How Mature is Your Travel and Expense Management?
As it matures, your travel and expense management (TEM) process will go through various stages of development. If you’re feeling the equivalent of teenage angst in your organization, not to worry, there is light at the end of this tunnel.
In a study commissioned by SAP Concur, IDC identified five stages of TEM that frequently correlate to an organization’s life-cycle stage. IDC found that, typically, as a company expands its workforce, product lines and geographical reach, its less-mature TEM processes can become a mounting source of lost productivity and revenue, and increased employee dissatisfaction.
Below is a summary of the five stages of TEM maturity. If you recognize your organization as being in stages one through four, this will help you look ahead to the advantages of greater maturity and weather those growing pains.

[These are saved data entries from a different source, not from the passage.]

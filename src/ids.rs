//! Id Generation
//!
//! Time + counter + random ids for checkboxes and notes. Not
//! cryptographic, just collision-safe for per-item collections.

use std::cell::Cell;

thread_local! {
    static COUNTER: Cell<u32> = Cell::new(0);
}

/// Current wall clock as epoch millis
#[cfg(target_arch = "wasm32")]
pub fn now_millis() -> u64 {
    js_sys::Date::now() as u64
}

/// Current wall clock as epoch millis
#[cfg(not(target_arch = "wasm32"))]
pub fn now_millis() -> u64 {
    use std::time::{SystemTime, UNIX_EPOCH};
    SystemTime::now()
        .duration_since(UNIX_EPOCH)
        .map(|d| d.as_millis() as u64)
        .unwrap_or(0)
}

#[cfg(target_arch = "wasm32")]
fn random_suffix() -> u32 {
    (js_sys::Math::random() * 0x10000 as f64) as u32
}

#[cfg(not(target_arch = "wasm32"))]
fn random_suffix() -> u32 {
    use std::time::{SystemTime, UNIX_EPOCH};
    let nanos = SystemTime::now()
        .duration_since(UNIX_EPOCH)
        .map(|d| d.subsec_nanos())
        .unwrap_or(0);
    nanos & 0xffff
}

/// New id like `cb-18f2c3a9b10-3-a2f1`.
///
/// The counter makes two calls in the same millisecond still unique
/// within this execution context.
pub fn generate_id(prefix: &str) -> String {
    let seq = COUNTER.with(|c| {
        let v = c.get().wrapping_add(1);
        c.set(v);
        v
    });
    format!("{}-{:x}-{:x}-{:04x}", prefix, now_millis(), seq, random_suffix())
}

#[cfg(test)]
mod tests {
    use super::*;
    use std::collections::HashSet;

    #[test]
    fn ids_are_unique_in_a_burst() {
        let ids: HashSet<String> = (0..1000).map(|_| generate_id("cb")).collect();
        assert_eq!(ids.len(), 1000);
    }

    #[test]
    fn id_carries_prefix() {
        assert!(generate_id("note").starts_with("note-"));
    }
}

Stage 1: Paper-based expense reporting
Using an expense report spreadsheet is a popular place for new companies to start with TEM. Employees are familiar with these applications, and back-office staff can keep both paper and electronic records. This approach quickly outlives its viability as a company grows. Manually reconciling paper-based reports becomes increasingly labor-intensive and errors mount when importing data from reports into a larger accounting system.
Stage 2: Automated expense and travel management processes
The next leap is often from spredsheets to expense management automation. One of the immediate benefits is the ability to insert customized accounting codes into the application template, which will reconcile with back-end accounting systems. This automation is a big step forward but employees are still tracking piles of receipts and accounting doesn't have visibility into expenses in near-real time.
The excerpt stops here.